We are a family from Russia: me, Nadia, Alex, Sasha, and Vika. We stayed in Paolo's sunny apartment and took cooking classes. Everything was amazing: very tasty, very interesting, very useful, and very simple! We are able to self-replicate all the recipes back home with consistently excellent results. Paolo is great chef with wide expertise of international cuisine and its own bright ideas for his own unique dishes.
a traveler United States
Seven girlfriends and I spent seven days cooking with Chef Paolo Monti at his cooking school in Lucca, Italy. This is a not to be missed experience. On day one, we met the chef and had dinner with him in his restaurant, how great is that? Here is the day to day breakdown. Day one: basic sauces, like tomato and classic meat sauce, chicken stock, and cherry tomatoes with garlic and basil. Bruschetta with tomato, one with mushrooms and another with beans. The first was butterfly pasta with creamy mozzarella, tomato sauce, olives, and basil, and penne with tomato and pancetta. Second was chicken cacciatora and a very yummy pork tenderloin with a lemon cream sauce. Dessert was tiramisu. Day two started with carpaccio and fresh mozzarella with raw tomato sauce. Next was the risotto with mushroom, arugula saffron with shrimps, radicchio, speck, and gorgonzola and squid ink. Main dishes included veal scaloppine with porcini, veal scaloppine in tomato sauce, veal in lemon sauce, and yummy saltimbocca. Dessert was semifreddo with almond crackle. Day three was Tuscan bread salad and yummy eggplant crostini. Pasta, ravioli, and linguine. The second was roast pork with pancetta, rosemary, and sage. Dessert is biscotti with Vin Santo. Day four was shrimp salad on fennel and orange, mussels in garlic, lemon and wine, mussels with celery, carrot and sambuca, and fresh tuna tartare. Primi was spaghetti with clams, seafood fettuccine with saffron, and pasta with pistachio and shrimp. Next is chef's signature dish, grilled tuna with lettuce sauce and a whole baked fish. Dessert was panna cotta.
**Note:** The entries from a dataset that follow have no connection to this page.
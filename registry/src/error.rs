use thiserror::Error;

/// Errors surfaced by the registry.
///
/// A full registry is not an error: admission reports it as `Ok(None)`.
#[derive(Debug, Clone, PartialEq, Eq, Error)]
pub enum RegistryError {
  /// The registry was configured with a capacity of zero.
  #[error("capacity must be positive")]
  ZeroCapacity,

  /// The given value does not name a priority tier.
  #[error("invalid priority: {0}")]
  InvalidPriority(String),

  #[error("invalid configuration value for '{field}': {message}")]
  InvalidConfig { field: &'static str, message: String },

  /// Admission kept losing the freed slot to concurrent callers until the
  /// retry budget ran out. This indicates a logic defect, not a full registry.
  #[error("cannot admit new item: retry exhausted after {attempts} attempts")]
  RetryExhausted { attempts: u32 },
}

impl RegistryError {
  /// Returns `true` for errors caused by invalid caller input.
  pub fn is_invalid_argument(&self) -> bool {
    matches!(
      self,
      RegistryError::ZeroCapacity
        | RegistryError::InvalidPriority(_)
        | RegistryError::InvalidConfig { .. }
    )
  }
}

/// A specialized `Result` type for registry operations.
pub type Result<T, E = RegistryError> = std::result::Result<T, E>;
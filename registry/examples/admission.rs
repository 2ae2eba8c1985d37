use fibre_registry::{
  Item, OverflowStrategy, Priority, Registry, RemovalListener, RemovalReason, SequentialIdSource,
};
use tracing_subscriber::EnvFilter;

// Prints every item leaving the registry.
struct PrintListener;

impl RemovalListener for PrintListener {
  fn on_remove(&self, item: &Item, reason: RemovalReason) {
    println!("[Listener] {} left the registry: {}", item, reason);
  }
}

fn show(registry: &Registry) {
  let items: Vec<String> = registry.list().iter().map(Item::to_string).collect();
  println!("  contents: [{}]", items.join(", "));
}

fn main() -> fibre_registry::Result<()> {
  tracing_subscriber::fmt()
    .with_env_filter(EnvFilter::try_from_default_env().unwrap_or_else(|_| EnvFilter::new("debug")))
    .init();

  println!("--- Registry with RemoveOldestLessImportant, capacity 5 ---");
  let registry = Registry::builder()
    .capacity(5)
    .overflow_strategy(OverflowStrategy::RemoveOldestLessImportant)
    .id_source(SequentialIdSource::new("job"))
    .removal_listener(PrintListener)
    .build()?;

  for p in [
    Priority::High,
    Priority::Medium,
    Priority::Low,
    Priority::Low,
    Priority::Medium,
  ] {
    registry.admit(p)?;
  }
  println!("\nFilled to capacity.");
  show(&registry);

  println!("\nAdmitting a High item: the oldest Low is evicted.");
  registry.admit(Priority::High)?;
  show(&registry);

  println!("\nAdmitting a Low item: nothing ranks below it, so it is rejected.");
  match registry.admit(Priority::Low)? {
    Some(item) => println!("  unexpectedly admitted {}", item),
    None => println!("  rejected"),
  }

  println!("\nAdmitting from an untyped priority string.");
  if let Err(err) = registry.try_admit("urgent") {
    println!("  error: {}", err);
  }

  println!("\nRemoving all Medium items.");
  registry.remove_all_with_priority(Priority::Medium);
  show(&registry);

  println!("\nMetrics: {:?}", registry.metrics());
  Ok(())
}
use super::{AdmissionDecision, OverflowPolicy};
use crate::item::{Item, Priority};

use std::collections::VecDeque;

/// A policy that evicts in First-In, First-Out order, ignoring priority.
#[derive(Debug, Clone, Copy, Default)]
pub struct RemoveOldest;

impl OverflowPolicy for RemoveOldest {
  fn on_overflow(&self, items: &VecDeque<Item>, _incoming: Priority) -> AdmissionDecision {
    if items.is_empty() {
      return AdmissionDecision::Reject;
    }
    AdmissionDecision::Evict(0)
  }
}
use crate::error::{RegistryError, Result};
use crate::policy::OverflowStrategy;
use crate::retry::DEFAULT_MAX_ADMIT_ATTEMPTS;

/// Plain, loadable registry settings.
///
/// With the `serde` feature this deserializes from any serde format, e.g.
///
/// ```json
/// { "capacity": 64, "overflow_strategy": "remove_oldest_less_important" }
/// ```
///
/// `capacity` is required; the other fields fall back to their defaults.
#[derive(Debug, Clone, PartialEq, Eq)]
#[cfg_attr(feature = "serde", derive(serde::Serialize, serde::Deserialize))]
#[cfg_attr(feature = "serde", serde(deny_unknown_fields))]
pub struct RegistryConfig {
  /// Maximum number of items held at once. Must be at least 1.
  pub capacity: usize,
  #[cfg_attr(feature = "serde", serde(default))]
  pub overflow_strategy: OverflowStrategy,
  /// Upper bound on push retries during a single admission.
  #[cfg_attr(feature = "serde", serde(default = "default_max_admit_attempts"))]
  pub max_admit_attempts: u32,
}

#[cfg(feature = "serde")]
fn default_max_admit_attempts() -> u32 {
  DEFAULT_MAX_ADMIT_ATTEMPTS
}

impl RegistryConfig {
  pub fn new(capacity: usize) -> Self {
    Self {
      capacity,
      overflow_strategy: OverflowStrategy::default(),
      max_admit_attempts: DEFAULT_MAX_ADMIT_ATTEMPTS,
    }
  }

  pub fn with_overflow_strategy(mut self, strategy: OverflowStrategy) -> Self {
    self.overflow_strategy = strategy;
    self
  }

  pub fn validate(&self) -> Result<()> {
    if self.capacity < 1 {
      return Err(RegistryError::ZeroCapacity);
    }
    if self.max_admit_attempts == 0 {
      return Err(RegistryError::InvalidConfig {
        field: "max_admit_attempts",
        message: "must be at least 1".to_string(),
      });
    }
    Ok(())
  }
}
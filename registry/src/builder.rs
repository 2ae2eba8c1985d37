use crate::config::RegistryConfig;
use crate::error::{RegistryError, Result};
use crate::id::{IdSource, UuidSource};
use crate::listener::{NoopListener, RemovalListener};
use crate::metrics::Metrics;
use crate::policy::{OverflowPolicy, OverflowStrategy};
use crate::queue::BoundedQueue;
use crate::registry::Registry;
use crate::retry::DEFAULT_MAX_ADMIT_ATTEMPTS;
use crate::shared::RegistryShared;

use core::fmt;
use std::sync::Arc;

/// A builder for creating `Registry` instances.
///
/// A capacity must be set before calling [`build`](Self::build); everything
/// else has a default:
///
/// - overflow strategy: [`OverflowStrategy::Skip`]
/// - removal listener: [`NoopListener`]
/// - id source: [`UuidSource`]
/// - max admit attempts: [`DEFAULT_MAX_ADMIT_ATTEMPTS`]
pub struct RegistryBuilder {
  capacity: usize,
  strategy: OverflowStrategy,
  custom_policy: Option<Arc<dyn OverflowPolicy>>,
  listener: Option<Arc<dyn RemovalListener>>,
  id_source: Option<Arc<dyn IdSource>>,
  max_admit_attempts: u32,
}

impl fmt::Debug for RegistryBuilder {
  fn fmt(&self, f: &mut fmt::Formatter<'_>) -> fmt::Result {
    f.debug_struct("RegistryBuilder")
      .field("capacity", &self.capacity)
      .field("strategy", &self.strategy)
      .field("has_custom_policy", &self.custom_policy.is_some())
      .field("has_listener", &self.listener.is_some())
      .field("max_admit_attempts", &self.max_admit_attempts)
      .finish_non_exhaustive()
  }
}

impl Default for RegistryBuilder {
  fn default() -> Self {
    Self::new()
  }
}

impl RegistryBuilder {
  pub fn new() -> Self {
    Self {
      capacity: 0,
      strategy: OverflowStrategy::default(),
      custom_policy: None,
      listener: None,
      id_source: None,
      max_admit_attempts: DEFAULT_MAX_ADMIT_ATTEMPTS,
    }
  }

  /// Starts from loaded settings. Validation happens in `build`.
  pub fn from_config(config: &RegistryConfig) -> Self {
    Self::new()
      .capacity(config.capacity)
      .overflow_strategy(config.overflow_strategy)
      .max_admit_attempts(config.max_admit_attempts)
  }

  /// Sets the maximum number of items held at once.
  pub fn capacity(mut self, capacity: usize) -> Self {
    self.capacity = capacity;
    self
  }

  /// Selects one of the built-in overflow policies.
  ///
  /// Clears any custom policy set earlier.
  pub fn overflow_strategy(mut self, strategy: OverflowStrategy) -> Self {
    self.strategy = strategy;
    self.custom_policy = None;
    self
  }

  /// Installs a custom overflow policy in place of the built-in strategies.
  pub fn overflow_policy<Policy>(mut self, policy: Policy) -> Self
  where
    Policy: OverflowPolicy + 'static,
  {
    self.custom_policy = Some(Arc::new(policy));
    self
  }

  /// Sets the teardown hook run for every evicted or removed item.
  pub fn removal_listener<Listener>(mut self, listener: Listener) -> Self
  where
    Listener: RemovalListener + 'static,
  {
    self.listener = Some(Arc::new(listener));
    self
  }

  /// Sets the source of item ids.
  pub fn id_source<Source>(mut self, source: Source) -> Self
  where
    Source: IdSource + 'static,
  {
    self.id_source = Some(Arc::new(source));
    self
  }

  /// Bounds how many times a single admission may retry its push after
  /// losing a freed slot to a concurrent caller.
  pub fn max_admit_attempts(mut self, attempts: u32) -> Self {
    self.max_admit_attempts = attempts;
    self
  }

  pub fn build(self) -> Result<Registry> {
    if self.capacity < 1 {
      return Err(RegistryError::ZeroCapacity);
    }
    if self.max_admit_attempts == 0 {
      return Err(RegistryError::InvalidConfig {
        field: "max_admit_attempts",
        message: "must be at least 1".to_string(),
      });
    }

    let (policy, strategy) = match self.custom_policy {
      Some(policy) => (policy, None),
      None => (
        Arc::new(self.strategy) as Arc<dyn OverflowPolicy>,
        Some(self.strategy),
      ),
    };

    tracing::debug!(
      capacity = self.capacity,
      strategy = ?strategy,
      max_admit_attempts = self.max_admit_attempts,
      "building registry"
    );

    let shared = RegistryShared {
      queue: BoundedQueue::new(self.capacity),
      policy,
      strategy,
      listener: self.listener.unwrap_or_else(|| Arc::new(NoopListener)),
      id_source: self.id_source.unwrap_or_else(|| Arc::new(UuidSource)),
      max_admit_attempts: self.max_admit_attempts,
      metrics: Metrics::new(),
    };

    Ok(Registry {
      shared: Arc::new(shared),
    })
  }
}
The last day was pizza dough, bread, rolls, and focaccia. We stayed in the Tuscan Sun apartments that are comfortable and convenient. I gave the chef the excellent service pin and he seemed very proud and pleased. Chef Paolo is informative and funny. Do not miss this if you are in Tuscany.
Don Miller Canada
My wife, Wendy, and I spent a wonderful time with Paolo. Our class consisted of sauces (Ragu) and lemon sauce for pork tendeloin, as well as other sauces, and of course, we made terra mesou. He demonstrated the preparation of the vegetables and why it is done a certain way. If we had more time, we would have signed up for another class on making pasta. Very enjoyable experience. My wife and I tried the recipe for our family, and they loved it. The class is well worth the money for the experience and of course the wine. If we get back to Lucca, we would go back to this cooking school for sure.
Glenda United States
My sister, Lisa, and I stayed for two days with Chef Paolo in September and we had a fabulous experience! We took the main sauces class and were surprised at how quickly dishes could be prepared. A highlight of the course was learning how easy it really is to make Tiramisú; our favorite dessert (we've made it several times since our return home and it always comes out perfect!). Chef Paolo and his staff made our visit one to remember and we cannot wait to return; but we will plan on taking more than one class on our next visit. Over the holidays I made the Penne all'amatriciana and it is now everyone's new favorite!